Saved data entries:
******************************
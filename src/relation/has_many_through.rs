//! Many-to-many relation through a junction type
//!
//! Through index: source key -> junction rows. When the source type already
//! declares a has-many-by relation to the junction type on the same foreign
//! key, its base index is reused instead of being rebuilt.

use std::rc::Rc;

use indexmap::IndexMap;
use serde_json::Value;

use super::has_many_by::base_index_name;
use super::{RelatedRows, RelationDef, RelationKind};
use crate::database::Database;
use crate::error::Result;
use crate::index::{compute_foreign_key, group_index, FieldSpec};
use crate::model::ModelType;
use crate::query::{Row, RowSet};
use crate::store::{GetterFn, GetterValue};

fn through_index_name(field: &str) -> String {
    format!("{}ThroughIndex", field)
}

pub(super) fn index_getters(relation: &Rc<RelationDef>) -> Vec<(String, GetterFn)> {
    let def = Rc::clone(relation);
    let through: GetterFn = Rc::new(move |db: &Rc<Database>, _: Option<&Value>| {
        Ok(GetterValue::Grouped(through_index(db, &def)?))
    });
    vec![(through_index_name(&relation.field), through)]
}

/// Has-many-by relation on `source` targeting `through` by `source_fk`
fn reusable_relation<'a>(
    source: &'a ModelType,
    through: &str,
    source_fk: &FieldSpec,
) -> Option<&'a Rc<RelationDef>> {
    source.relations().find(|relation| {
        relation.target == through
            && matches!(&relation.kind, RelationKind::HasManyBy { fk_field } if fk_field == source_fk)
    })
}

fn through_index(db: &Rc<Database>, relation: &RelationDef) -> Result<IndexMap<String, Vec<Row>>> {
    let RelationKind::HasManyThrough {
        through, source_fk, ..
    } = &relation.kind
    else {
        return Ok(IndexMap::new());
    };
    let source = db.model(&relation.source)?;

    if let Some(by) = reusable_relation(&source, through, source_fk) {
        let name = base_index_name(&by.field);
        return Ok(db.getter(&source, &name, None)?.into_grouped(&name)?);
    }

    let through = db.model(through)?;
    let rows = db.fetch_items(&through, None)?.into_iter().map(Row::Item);
    Ok(group_index(rows, |row: &Row| {
        compute_foreign_key(
            row.data(),
            source.key_field(),
            source.key_function(),
            Some(source_fk),
        )
        .into_vec()
    }))
}

/// Targets linked to the source record (or raw source key) through its
/// junction rows, in junction order; junction rows pointing at missing
/// targets are dropped.
pub(super) fn related_rows(
    db: &Rc<Database>,
    relation: &RelationDef,
    value: &Value,
) -> Result<RelatedRows> {
    let RelationKind::HasManyThrough { target_fk, .. } = &relation.kind else {
        return Ok(RelatedRows::Many(Vec::new()));
    };
    let source = db.model(&relation.source)?;
    let target = db.model(&relation.target)?;

    let name = through_index_name(&relation.field);
    let mut through_index = db.getter(&source, &name, None)?.into_grouped(&name)?;
    let junction_rows = through_index
        .swap_remove(&source.key_of(value))
        .unwrap_or_default();

    let target_index = db.fetch_index(&target, None)?;
    let targets: Vec<Row> = junction_rows
        .iter()
        .flat_map(|row| {
            compute_foreign_key(
                row.data(),
                target.key_field(),
                target.key_function(),
                Some(target_fk),
            )
            .into_vec()
        })
        .filter_map(|key| target_index.get(&key).cloned().map(Row::Item))
        .collect();

    match relation.default_query(db) {
        Some(query) => {
            let models = query.get_from(RowSet::List(targets))?;
            Ok(RelatedRows::Many(models.into_iter().map(Row::Model).collect()))
        }
        None => Ok(RelatedRows::Many(targets)),
    }
}
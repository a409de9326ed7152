//! Key derivation
//!
//! Keys are opaque strings derived from one field (simple key) or an
//! ordered list of fields (composite key). Equal field tuples always
//! produce equal keys.

use std::collections::BTreeMap;

use serde_json::{Map, Number, Value};

/// Converts a key value (scalar or composite tuple) into a string key.
pub type KeyFunction = fn(&Value) -> String;

/// One field name or an ordered list of field names.
///
/// Used for primary keys, foreign keys and condition properties.
#[derive(Debug, Clone, PartialEq, Eq, Hash)]
pub enum FieldSpec {
    Single(String),
    Composite(Vec<String>),
}

impl FieldSpec {
    pub fn is_composite(&self) -> bool {
        matches!(self, FieldSpec::Composite(_))
    }

    /// Field names in declaration order
    pub fn names(&self) -> Vec<&str> {
        match self {
            FieldSpec::Single(name) => vec![name.as_str()],
            FieldSpec::Composite(names) => names.iter().map(String::as_str).collect(),
        }
    }

    /// Appends a field, turning a simple key into a composite one.
    pub fn push(self, field: impl Into<String>) -> Self {
        match self {
            FieldSpec::Single(first) => FieldSpec::Composite(vec![first, field.into()]),
            FieldSpec::Composite(mut names) => {
                names.push(field.into());
                FieldSpec::Composite(names)
            }
        }
    }

    /// Reads the field(s) from a record. Composite specs produce an array
    /// tuple; missing fields read as null.
    pub fn read(&self, record: &Value) -> Value {
        match self {
            FieldSpec::Single(name) => field_value(record, name).cloned().unwrap_or(Value::Null),
            FieldSpec::Composite(names) => Value::Array(
                names
                    .iter()
                    .map(|name| field_value(record, name).cloned().unwrap_or(Value::Null))
                    .collect(),
            ),
        }
    }
}

impl std::fmt::Display for FieldSpec {
    fn fmt(&self, f: &mut std::fmt::Formatter<'_>) -> std::fmt::Result {
        match self {
            FieldSpec::Single(name) => write!(f, "{}", name),
            FieldSpec::Composite(names) => write!(f, "[{}]", names.join(", ")),
        }
    }
}

impl From<&str> for FieldSpec {
    fn from(name: &str) -> Self {
        FieldSpec::Single(name.to_string())
    }
}

impl From<String> for FieldSpec {
    fn from(name: String) -> Self {
        FieldSpec::Single(name)
    }
}

impl From<&String> for FieldSpec {
    fn from(name: &String) -> Self {
        FieldSpec::Single(name.clone())
    }
}

impl From<Vec<&str>> for FieldSpec {
    fn from(names: Vec<&str>) -> Self {
        FieldSpec::Composite(names.into_iter().map(str::to_string).collect())
    }
}

impl From<Vec<String>> for FieldSpec {
    fn from(names: Vec<String>) -> Self {
        FieldSpec::Composite(names)
    }
}

impl<const N: usize> From<[&str; N]> for FieldSpec {
    fn from(names: [&str; N]) -> Self {
        FieldSpec::Composite(names.iter().map(|name| name.to_string()).collect())
    }
}

/// Field lookup on a record-shaped value
pub fn field_value<'a>(record: &'a Value, field: &str) -> Option<&'a Value> {
    match record {
        Value::Object(map) => map.get(field),
        _ => None,
    }
}

/// Whether a value is record shaped (an object, not a key or key tuple)
pub fn is_record(value: &Value) -> bool {
    value.is_object()
}

/// Whether a value is a non-empty array whose every element is an array
pub fn is_array_of_arrays(value: &Value) -> bool {
    match value {
        Value::Array(items) => !items.is_empty() && items.iter().all(Value::is_array),
        _ => false,
    }
}

/// Default key function.
///
/// Scalars are stringified directly (null becomes the empty string),
/// arrays and objects are written as canonical JSON.
pub fn default_key_function(value: &Value) -> String {
    match value {
        Value::Null => String::new(),
        Value::Bool(b) => b.to_string(),
        Value::Number(n) => number_key(n),
        Value::String(s) => s.clone(),
        Value::Array(_) | Value::Object(_) => canonical_json(value),
    }
}

/// Canonical JSON text: integral floats are written as integers so that
/// `1` and `1.0` produce the same text, and object keys are sorted.
pub fn canonical_json(value: &Value) -> String {
    normalize(value).to_string()
}

fn normalize(value: &Value) -> Value {
    match value {
        Value::Number(n) => match integral(n) {
            Some(i) => Value::from(i),
            None => Value::Number(n.clone()),
        },
        Value::Array(items) => Value::Array(items.iter().map(normalize).collect()),
        Value::Object(map) => {
            let sorted: BTreeMap<&String, &Value> = map.iter().collect();
            let normalized: Map<String, Value> = sorted
                .into_iter()
                .map(|(key, item)| (key.clone(), normalize(item)))
                .collect();
            Value::Object(normalized)
        }
        other => other.clone(),
    }
}

fn integral(n: &Number) -> Option<i64> {
    if let Some(i) = n.as_i64() {
        return Some(i);
    }
    let f = n.as_f64()?;
    if f.fract() == 0.0 && f.abs() < i64::MAX as f64 {
        Some(f as i64)
    } else {
        None
    }
}

fn number_key(n: &Number) -> String {
    match (n.as_u64(), integral(n)) {
        (Some(u), _) => u.to_string(),
        (None, Some(i)) => i.to_string(),
        _ => n.to_string(),
    }
}

/// Computes the key of a record or raw key value.
///
/// Simple keys read the field from a record (or take a raw value as the
/// key itself) and stringify it. Composite keys always go through
/// `key_function`, reading the tuple from the record when given one.
pub fn compute_key(key_field: &FieldSpec, key_function: KeyFunction, value: &Value) -> String {
    match key_field {
        FieldSpec::Single(field) => {
            if is_record(value) {
                default_key_function(field_value(value, field).unwrap_or(&Value::Null))
            } else {
                default_key_function(value)
            }
        }
        FieldSpec::Composite(_) => {
            if is_record(value) {
                key_function(&key_field.read(value))
            } else {
                key_function(value)
            }
        }
    }
}

/// One foreign key, or several when the value holds a batch of keys.
#[derive(Debug, Clone, PartialEq, Eq)]
pub enum ForeignKey {
    One(String),
    Many(Vec<String>),
}

impl ForeignKey {
    pub fn into_vec(self) -> Vec<String> {
        match self {
            ForeignKey::One(key) => vec![key],
            ForeignKey::Many(keys) => keys,
        }
    }
}

/// Computes the foreign key(s) held by a record or raw value that
/// reference a model keyed by `pk_field`.
///
/// - raw scalar value: one key
/// - raw array: a batch for simple keys, one tuple for composite keys
///   unless it is an array of arrays
/// - record with `fk_field`: the same rules applied to the field value,
///   where a composite `fk_field` always forms a single tuple
pub fn compute_foreign_key(
    value: &Value,
    pk_field: &FieldSpec,
    key_function: KeyFunction,
    fk_field: Option<&FieldSpec>,
) -> ForeignKey {
    let composite_pk = pk_field.is_composite();

    let (fk_value, batch) = match fk_field {
        Some(fk_field) if is_record(value) => {
            let fk_value = fk_field.read(value);
            let batch = match fk_field {
                FieldSpec::Composite(_) => false,
                FieldSpec::Single(_) if composite_pk => is_array_of_arrays(&fk_value),
                FieldSpec::Single(_) => fk_value.is_array(),
            };
            (fk_value, batch)
        }
        _ => {
            let batch = if composite_pk {
                is_array_of_arrays(value)
            } else {
                value.is_array()
            };
            (value.clone(), batch)
        }
    };

    match fk_value {
        Value::Array(values) if batch => ForeignKey::Many(values.iter().map(key_function).collect()),
        other => ForeignKey::One(key_function(&other)),
    }
}

#[cfg(test)]
mod tests {
    use super::*;
    use serde_json::json;

    #[test]
    fn test_default_key_function() {
        assert_eq!(default_key_function(&json!(7)), "7");
        assert_eq!(default_key_function(&json!(7.0)), "7");
        assert_eq!(default_key_function(&json!(0)), "0");
        assert_eq!(default_key_function(&json!("abc")), "abc");
        assert_eq!(default_key_function(&Value::Null), "");
        assert_eq!(default_key_function(&json!([101, 1])), "[101,1]");
        assert_eq!(default_key_function(&json!([101.0, "a"])), "[101,\"a\"]");
        assert_eq!(default_key_function(&json!({"b": 2, "a": 1.0})), "{\"a\":1,\"b\":2}");
    }

    #[test]
    fn test_compute_key_single() {
        let field = FieldSpec::from("id");
        assert_eq!(compute_key(&field, default_key_function, &json!({"id": 3})), "3");
        assert_eq!(compute_key(&field, default_key_function, &json!(3)), "3");
        assert_eq!(compute_key(&field, default_key_function, &json!({"name": "x"})), "");
    }

    #[test]
    fn test_compute_key_composite() {
        let field = FieldSpec::from(["orderId", "itemId"]);
        let record = json!({"orderId": 101, "itemId": 2, "quantity": 5});
        assert_eq!(compute_key(&field, default_key_function, &record), "[101,2]");
        assert_eq!(compute_key(&field, default_key_function, &json!([101, 2])), "[101,2]");
    }

    #[test]
    fn test_field_spec_push() {
        let spec = FieldSpec::from("orderId").push("itemId");
        assert_eq!(spec, FieldSpec::from(vec!["orderId", "itemId"]));
        let spec = spec.push("lineNo");
        assert_eq!(spec.names(), vec!["orderId", "itemId", "lineNo"]);
    }

    #[test]
    fn test_foreign_key_raw_values() {
        let simple = FieldSpec::from("id");
        assert_eq!(
            compute_foreign_key(&json!(4), &simple, default_key_function, None),
            ForeignKey::One("4".into())
        );
        assert_eq!(
            compute_foreign_key(&json!([1, 2]), &simple, default_key_function, None),
            ForeignKey::Many(vec!["1".into(), "2".into()])
        );

        let composite = FieldSpec::from(["orderId", "itemId"]);
        assert_eq!(
            compute_foreign_key(&json!([101, 1]), &composite, default_key_function, None),
            ForeignKey::One("[101,1]".into())
        );
        assert_eq!(
            compute_foreign_key(&json!([[101, 1], [102, 1]]), &composite, default_key_function, None),
            ForeignKey::Many(vec!["[101,1]".into(), "[102,1]".into()])
        );
    }

    #[test]
    fn test_foreign_key_from_record() {
        let simple = FieldSpec::from("id");
        let order = json!({"id": 101, "userId": 1});
        assert_eq!(
            compute_foreign_key(&order, &simple, default_key_function, Some(&"userId".into())),
            ForeignKey::One("1".into())
        );

        let user = json!({"id": 1, "favoriteItemIds": [1, 2]});
        assert_eq!(
            compute_foreign_key(&user, &simple, default_key_function, Some(&"favoriteItemIds".into())),
            ForeignKey::Many(vec!["1".into(), "2".into()])
        );

        let composite = FieldSpec::from(["orderId", "itemId"]);
        let shipment = json!({"orderId": 101, "itemId": 2, "lines": [[101, 1], [101, 2]]});
        assert_eq!(
            compute_foreign_key(
                &shipment,
                &composite,
                default_key_function,
                Some(&FieldSpec::from(["orderId", "itemId"]))
            ),
            ForeignKey::One("[101,2]".into())
        );
        assert_eq!(
            compute_foreign_key(&shipment, &composite, default_key_function, Some(&"lines".into())),
            ForeignKey::Many(vec!["[101,1]".into(), "[101,2]".into()])
        );
    }
}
******************************
Starting with the line with "return Ok(IndexMap::new());" above and going on through the line with "let through = db.model(through)?;", transcribe every line exactly, both ends included, and add nothing.

Output for this task:
        return Ok(IndexMap::new());
    };
    let source = db.model(&relation.source)?;

    if let Some(by) = reusable_relation(&source, through, source_fk) {
        let name = base_index_name(&by.field);
        return Ok(db.getter(&source, &name, None)?.into_grouped(&name)?);
    }

    let through = db.model(through)?;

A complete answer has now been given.